Both cards have four mDP 1.4a and 1x NVENC/ 2x NVDEC support with an AV1 decode as well. We also saw both cards as being 200mm2 dies with 8.7B transistors.

Final Words

NVIDIA says that the additional compute resources give the NVIDIA RTX A1000 more than twice the FLOPS of the RTX A400. Our sense is that if we had to pick between the two of these for a low-power single-slot PCIe Gen4 x8 system with only a 50W TDP power budget, we would pick the NVIDIA RTX A1000. Another worthwhile point is that this is the part of the market where integrated graphics have been charging. As AMD and Intel put more emphasis on integrated GPUs and NPUs in their products, cards like the NVIDIA A400 are going to offer, at best, a marginal gain for a lot of folks. On the other hand, sometimes you just need an NVIDIA GPU for software support purposes, and that is a big reason why these GPUs are deployed over integrated graphics.

5 COMMENTS

  1. These are a pretty bad choice all around as they’re based on Ampere architecture, meaning they’re missing several features compared to latest generation GPUs such as AV1 encoding, only supports up to CUDA 8.6 and is probably going to be more expensive than a much more powerful consumer version despite not having any advantages. The RTX 4060 will run circles around this card, and even comes in low profile versions.

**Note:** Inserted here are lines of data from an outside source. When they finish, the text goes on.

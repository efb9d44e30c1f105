//! Surface material coefficients for the Phong shading model.

use lumen_math::Factor;

/// Reflectance properties of a surface.
///
/// The default material is opaque, non-reflective and matte black: every
/// coefficient is zero, shininess is 1 and the refractive index is 1 (no
/// bending).
#[derive(Debug, Clone, Copy, PartialEq)]
pub struct Material {
    /// Diffuse coefficient
    pub kd: Factor,
    /// Specular coefficient
    pub ks: Factor,
    /// Reflection coefficient
    pub kr: Factor,
    /// Transparency (transmission) coefficient
    pub kt: Factor,
    /// Phong shininess exponent
    pub shininess: i32,
    /// Refractive index, only meaningful when `kt` is non-zero
    pub refractive_index: f64,
}

impl Default for Material {
    fn default() -> Self {
        Self {
            kd: Factor::ZERO,
            ks: Factor::ZERO,
            kr: Factor::ZERO,
            kt: Factor::ZERO,
            shininess: 1,
            refractive_index: 1.0,
        }
    }
}

impl Material {
    pub fn new() -> Self {
        Self::default()
    }

    pub fn with_kd(mut self, kd: impl Into<Factor>) -> Self {
        self.kd = kd.into();
        self
    }

    pub fn with_ks(mut self, ks: impl Into<Factor>) -> Self {
        self.ks = ks.into();
        self
    }

    pub fn with_kr(mut self, kr: impl Into<Factor>) -> Self {
        self.kr = kr.into();
        self
    }

    pub fn with_kt(mut self, kt: impl Into<Factor>) -> Self {
        self.kt = kt.into();
        self
    }

    pub fn with_shininess(mut self, shininess: i32) -> Self {
        self.shininess = shininess;
        self
    }

    pub fn with_refractive_index(mut self, index: f64) -> Self {
        self.refractive_index = index;
        self
    }
}
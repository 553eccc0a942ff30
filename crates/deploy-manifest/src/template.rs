//! Partial typed view of an ECS task-definition document
//!
//! Only the fields the assembler rewrites are typed. Every other field is
//! carried through untouched so registering the result sends exactly what the
//! template said.

use serde::{Deserialize, Serialize};
use serde_json::{Map, Value};

use crate::Result;

/// A task-definition document (the `RegisterTaskDefinition` request body)
#[derive(Debug, Clone, Default, PartialEq, Serialize, Deserialize)]
#[serde(rename_all = "camelCase")]
pub struct TaskDefinitionDocument {
    #[serde(default, skip_serializing_if = "Option::is_none")]
    pub family: Option<String>,

    #[serde(default, skip_serializing_if = "Option::is_none")]
    pub container_definitions: Option<Vec<TemplateContainer>>,

    #[serde(flatten)]
    pub extra: Map<String, Value>,
}

impl TaskDefinitionDocument {
    pub fn from_value(value: Value) -> Result<Self> {
        Ok(serde_json::from_value(value)?)
    }

    pub fn to_value(&self) -> Result<Value> {
        Ok(serde_json::to_value(self)?)
    }

    /// Compact JSON, as emitted in `ECS_TASK_DEFINITION`
    pub fn to_json_string(&self) -> Result<String> {
        Ok(serde_json::to_string(self)?)
    }

    pub fn containers(&self) -> &[TemplateContainer] {
        self.container_definitions.as_deref().unwrap_or_default()
    }

    pub fn container(&self, name: &str) -> Option<&TemplateContainer> {
        self.containers().iter().find(|c| c.name == name)
    }

    pub fn container_mut(&mut self, name: &str) -> Option<&mut TemplateContainer> {
        self.container_definitions
            .as_mut()?
            .iter_mut()
            .find(|c| c.name == name)
    }
}

/// One entry of `containerDefinitions`
#[derive(Debug, Clone, Default, PartialEq, Serialize, Deserialize)]
#[serde(rename_all = "camelCase")]
pub struct TemplateContainer {
    #[serde(default, skip_serializing_if = "String::is_empty")]
    pub name: String,

    #[serde(default, skip_serializing_if = "Option::is_none")]
    pub image: Option<String>,

    #[serde(default, skip_serializing_if = "Option::is_none")]
    pub environment: Option<Vec<KeyValuePair>>,

    #[serde(default, skip_serializing_if = "Option::is_none")]
    pub secrets: Option<Vec<Secret>>,

    #[serde(flatten)]
    pub extra: Map<String, Value>,
}

impl TemplateContainer {
    pub fn environment(&self) -> &[KeyValuePair] {
        self.environment.as_deref().unwrap_or_default()
    }

    pub fn secrets(&self) -> &[Secret] {
        self.secrets.as_deref().unwrap_or_default()
    }
}

/// `{ "name": ..., "value": ... }`
#[derive(Debug, Clone, Default, PartialEq, Eq, Serialize, Deserialize)]
pub struct KeyValuePair {
    #[serde(default)]
    pub name: String,
    #[serde(default, deserialize_with = "crate::schema::scalar_string")]
    pub value: String,
}

impl KeyValuePair {
    pub fn new(name: impl Into<String>, value: impl Into<String>) -> Self {
        Self {
            name: name.into(),
            value: value.into(),
        }
    }
}

/// `{ "name": ..., "valueFrom": ... }`
#[derive(Debug, Clone, Default, PartialEq, Eq, Serialize, Deserialize)]
#[serde(rename_all = "camelCase")]
pub struct Secret {
    #[serde(default)]
    pub name: String,
    #[serde(default)]
    pub value_from: String,
}

impl Secret {
    pub fn new(name: impl Into<String>, value_from: impl Into<String>) -> Self {
        Self {
            name: name.into(),
            value_from: value_from.into(),
        }
    }
}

  2. AMD’s integrated graphics aren’t even supported by their GPU compute runtime ROCm – from consumer parts only the Radeon RX 7900 models are officially supported.
    While almost all, if not all, NVIDIA GPUs are officially supported by CUDA.
    Intel’s oneAPI also supports modern Xe iGPUs.

    @David
    While RTX 4060 is superior it requires external power, so it’s not really comparable to A400/A1000 in the first place.

  3. Any idea how these compare to the Quadro K400? I’m using that as a plex transcoding gpu in my nas and it works great, but the K400 is pretty old now, if this is much faster might be a good upgrade.

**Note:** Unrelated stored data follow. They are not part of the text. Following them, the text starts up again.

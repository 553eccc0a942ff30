//! Configuration tree model
//!
//! A stage's configuration is held as a [`ConfigTree`] of [`ConfigNode`]s.
//! Nodes are a closed set of variants, so every structural decision made
//! while merging environment overrides is an exhaustive `match`.
//!
//! # Example
//!
//! ```
//! use deploy_config::tree::{ConfigNode, ConfigTree, Scalar};
//!
//! let tree = ConfigTree::from_yaml_str("db:\n  host: localhost\n  port: 5432\n").unwrap();
//! assert_eq!(tree.lookup(&["db", "host"]).and_then(ConfigNode::as_str), Some("localhost"));
//! assert_eq!(
//!     tree.lookup(&["db", "port"]),
//!     Some(&ConfigNode::Leaf(Scalar::Number(5432_i64.into())))
//! );
//! ```

use std::collections::BTreeMap;
use std::collections::btree_map::{self, Entry};
use std::fmt;

use serde::ser::{Serialize, SerializeMap, SerializeSeq, Serializer};
use serde_json::Value as JsonValue;
use serde_yaml::Value as YamlValue;

use crate::{Error, Result};

/// A leaf value. YAML typing is preserved so inline documents survive the
/// trip to JSON unchanged.
#[derive(Debug, Clone, PartialEq)]
pub enum Scalar {
    Null,
    Bool(bool),
    Number(serde_json::Number),
    String(String),
}

impl Scalar {
    /// Render the scalar the way it would appear in an environment variable.
    pub fn to_env_string(&self) -> String {
        match self {
            Scalar::Null => String::new(),
            Scalar::Bool(b) => b.to_string(),
            Scalar::Number(n) => n.to_string(),
            Scalar::String(s) => s.clone(),
        }
    }

    fn to_json(&self) -> JsonValue {
        match self {
            Scalar::Null => JsonValue::Null,
            Scalar::Bool(b) => JsonValue::Bool(*b),
            Scalar::Number(n) => JsonValue::Number(n.clone()),
            Scalar::String(s) => JsonValue::String(s.clone()),
        }
    }
}

impl fmt::Display for Scalar {
    fn fmt(&self, f: &mut fmt::Formatter<'_>) -> fmt::Result {
        f.write_str(&self.to_env_string())
    }
}

impl From<&str> for Scalar {
    fn from(s: &str) -> Self {
        Scalar::String(s.to_string())
    }
}

/// One node of the configuration tree
#[derive(Debug, Clone, PartialEq)]
pub enum ConfigNode {
    Leaf(Scalar),
    Branch(ConfigTree),
    List(Vec<ConfigNode>),
}

impl ConfigNode {
    /// String leaves only
    pub fn as_str(&self) -> Option<&str> {
        match self {
            ConfigNode::Leaf(Scalar::String(s)) => Some(s),
            _ => None,
        }
    }

    pub fn as_branch(&self) -> Option<&ConfigTree> {
        match self {
            ConfigNode::Branch(tree) => Some(tree),
            _ => None,
        }
    }

    /// Short human name of the variant, for diagnostics.
    pub fn kind(&self) -> &'static str {
        match self {
            ConfigNode::Leaf(_) => "scalar",
            ConfigNode::Branch(_) => "mapping",
            ConfigNode::List(_) => "sequence",
        }
    }

    pub fn to_json(&self) -> JsonValue {
        match self {
            ConfigNode::Leaf(scalar) => scalar.to_json(),
            ConfigNode::Branch(tree) => tree.to_json(),
            ConfigNode::List(items) => JsonValue::Array(items.iter().map(Self::to_json).collect()),
        }
    }

    fn from_yaml(value: YamlValue, location: &str) -> Result<Self> {
        let node = match value {
            YamlValue::Null => ConfigNode::Leaf(Scalar::Null),
            YamlValue::Bool(b) => ConfigNode::Leaf(Scalar::Bool(b)),
            YamlValue::Number(n) => ConfigNode::Leaf(Scalar::Number(yaml_number(&n, location)?)),
            YamlValue::String(s) => ConfigNode::Leaf(Scalar::String(s)),
            YamlValue::Sequence(items) => ConfigNode::List(
                items
                    .into_iter()
                    .enumerate()
                    .map(|(idx, item)| Self::from_yaml(item, &format!("{location}[{idx}]")))
                    .collect::<Result<_>>()?,
            ),
            YamlValue::Mapping(mapping) => {
                let mut tree = ConfigTree::new();
                for (key, item) in mapping {
                    let key = yaml_key(key, location)?;
                    let child_location = join_location(location, &key);
                    tree.insert(key, Self::from_yaml(item, &child_location)?);
                }
                ConfigNode::Branch(tree)
            }
            YamlValue::Tagged(tagged) => Self::from_yaml(tagged.value, location)?,
        };
        Ok(node)
    }
}

impl Serialize for ConfigNode {
    fn serialize<S: Serializer>(&self, serializer: S) -> std::result::Result<S::Ok, S::Error> {
        match self {
            ConfigNode::Leaf(Scalar::Null) => serializer.serialize_unit(),
            ConfigNode::Leaf(Scalar::Bool(b)) => serializer.serialize_bool(*b),
            ConfigNode::Leaf(Scalar::Number(n)) => n.serialize(serializer),
            ConfigNode::Leaf(Scalar::String(s)) => serializer.serialize_str(s),
            ConfigNode::Branch(tree) => tree.serialize(serializer),
            ConfigNode::List(items) => {
                let mut seq = serializer.serialize_seq(Some(items.len()))?;
                for item in items {
                    seq.serialize_element(item)?;
                }
                seq.end()
            }
        }
    }
}

/// A mapping level of the configuration. Keys are unique; ordering is not
/// significant and iteration is sorted.
#[derive(Debug, Clone, Default, PartialEq)]
pub struct ConfigTree {
    entries: BTreeMap<String, ConfigNode>,
}

impl ConfigTree {
    pub fn new() -> Self {
        Self::default()
    }

    /// Parse a YAML mapping (merge keys are expanded) into a tree.
    pub fn from_yaml_str(source: &str) -> Result<Self> {
        let mut value: YamlValue =
            serde_yaml::from_str(source).map_err(|e| Error::UnsupportedValue {
                location: "<inline>".to_string(),
                reason: e.to_string(),
            })?;
        value.apply_merge().map_err(|e| Error::UnsupportedValue {
            location: "<inline>".to_string(),
            reason: e.to_string(),
        })?;
        Self::from_yaml(value, "")
    }

    /// Convert an already-parsed YAML value. `null` is an empty tree;
    /// anything other than a mapping is rejected.
    pub fn from_yaml(value: YamlValue, location: &str) -> Result<Self> {
        match ConfigNode::from_yaml(value, location)? {
            ConfigNode::Branch(tree) => Ok(tree),
            ConfigNode::Leaf(Scalar::Null) => Ok(Self::new()),
            other => Err(Error::UnsupportedValue {
                location: display_location(location),
                reason: format!("expected a mapping, found a {}", other.kind()),
            }),
        }
    }

    pub fn get(&self, key: &str) -> Option<&ConfigNode> {
        self.entries.get(key)
    }

    /// Follow `path` through nested branches.
    pub fn lookup(&self, path: &[&str]) -> Option<&ConfigNode> {
        let (first, rest) = path.split_first()?;
        let node = self.entries.get(*first)?;
        if rest.is_empty() {
            return Some(node);
        }
        node.as_branch()?.lookup(rest)
    }

    pub fn insert(&mut self, key: impl Into<String>, node: ConfigNode) -> Option<ConfigNode> {
        self.entries.insert(key.into(), node)
    }

    pub fn remove(&mut self, key: &str) -> Option<ConfigNode> {
        self.entries.remove(key)
    }

    pub fn entry(&mut self, key: String) -> Entry<'_, String, ConfigNode> {
        self.entries.entry(key)
    }

    pub fn contains_key(&self, key: &str) -> bool {
        self.entries.contains_key(key)
    }

    pub fn iter(&self) -> btree_map::Iter<'_, String, ConfigNode> {
        self.entries.iter()
    }

    pub fn len(&self) -> usize {
        self.entries.len()
    }

    pub fn is_empty(&self) -> bool {
        self.entries.is_empty()
    }

    pub fn to_json(&self) -> JsonValue {
        JsonValue::Object(
            self.entries
                .iter()
                .map(|(key, node)| (key.clone(), node.to_json()))
                .collect(),
        )
    }
}

impl Serialize for ConfigTree {
    fn serialize<S: Serializer>(&self, serializer: S) -> std::result::Result<S::Ok, S::Error> {
        let mut map = serializer.serialize_map(Some(self.entries.len()))?;
        for (key, node) in &self.entries {
            map.serialize_entry(key, node)?;
        }
        map.end()
    }
}

impl<'a> IntoIterator for &'a ConfigTree {
    type Item = (&'a String, &'a ConfigNode);
    type IntoIter = btree_map::Iter<'a, String, ConfigNode>;

    fn into_iter(self) -> Self::IntoIter {
        self.entries.iter()
    }
}

impl FromIterator<(String, ConfigNode)> for ConfigTree {
    fn from_iter<I: IntoIterator<Item = (String, ConfigNode)>>(iter: I) -> Self {
        Self {
            entries: iter.into_iter().collect(),
        }
    }
}

fn yaml_number(n: &serde_yaml::Number, location: &str) -> Result<serde_json::Number> {
    if let Some(i) = n.as_i64() {
        return Ok(i.into());
    }
    if let Some(u) = n.as_u64() {
        return Ok(u.into());
    }
    n.as_f64()
        .and_then(serde_json::Number::from_f64)
        .ok_or_else(|| Error::UnsupportedValue {
            location: display_location(location),
            reason: format!("number {n} cannot be represented"),
        })
}

fn yaml_key(key: YamlValue, location: &str) -> Result<String> {
    match key {
        YamlValue::String(s) => Ok(s),
        YamlValue::Bool(b) => Ok(b.to_string()),
        YamlValue::Number(n) => Ok(n.to_string()),
        YamlValue::Null => Ok("null".to_string()),
        YamlValue::Tagged(tagged) => yaml_key(tagged.value, location),
        YamlValue::Sequence(_) | YamlValue::Mapping(_) => Err(Error::UnsupportedValue {
            location: display_location(location),
            reason: "mapping keys must be scalars".to_string(),
        }),
    }
}

fn join_location(parent: &str, key: &str) -> String {
    if parent.is_empty() {
        key.to_string()
    } else {
        format!("{parent}.{key}")
    }
}

fn display_location(location: &str) -> String {
    if location.is_empty() {
        "<root>".to_string()
    } else {
        location.to_string()
    }
}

  4. I’ve just purchased an a400. I’m blown away what this thing can do. The a1000 mush be amazing…. It’s in a dell compact 3260, I almost got the drimmel out so I could get an a2000 in there but this is good enough.

    It’s a huge upgrade over the k series like going from 6th gen to 13th gen. Get the oem version for £150 you won’t regret it.

  5. I have been using Quadro P620 for quite sometime now and it served me really well. The P620 can handle 4K monitors and I can easily watch 4K videos. However, it struggles quite a bit with 8K videos. I even used this card with simpler video editor like “Shotcut” and edited well over 500+ videos. So, no complain here.

    Looking at the specs, the A1000 model seems quite interesting to me. The power consumption is only 50W and with 8GB VRAM, this could be a great GPU for average users like me who wants multi-monitor support before anything else. Should be able to play 8K videos without any issue and minor video editing shouldn’t a problem either. I am pretty confident that A1000 should be able to do pretty much everything I want from my GPU. However, I would be interested to know what’s the idle temp of this GPU and the noise level of the cooling fan, specially when the card is under load.

    Meanwhile, I used Intel Arc Pro A40 in the past and it seems like it’s not a quite GPU and runs fairly hot. Even with resizable bar on and all the tweaking articles of Intel, I couldn’t get the idle temp to go below 62 on my system. The cooling fan makes quite bit of noise when under load and it seems like fan ramps up at time even when it’s on idle mode. A bit weird indeed. I had to return the GPU.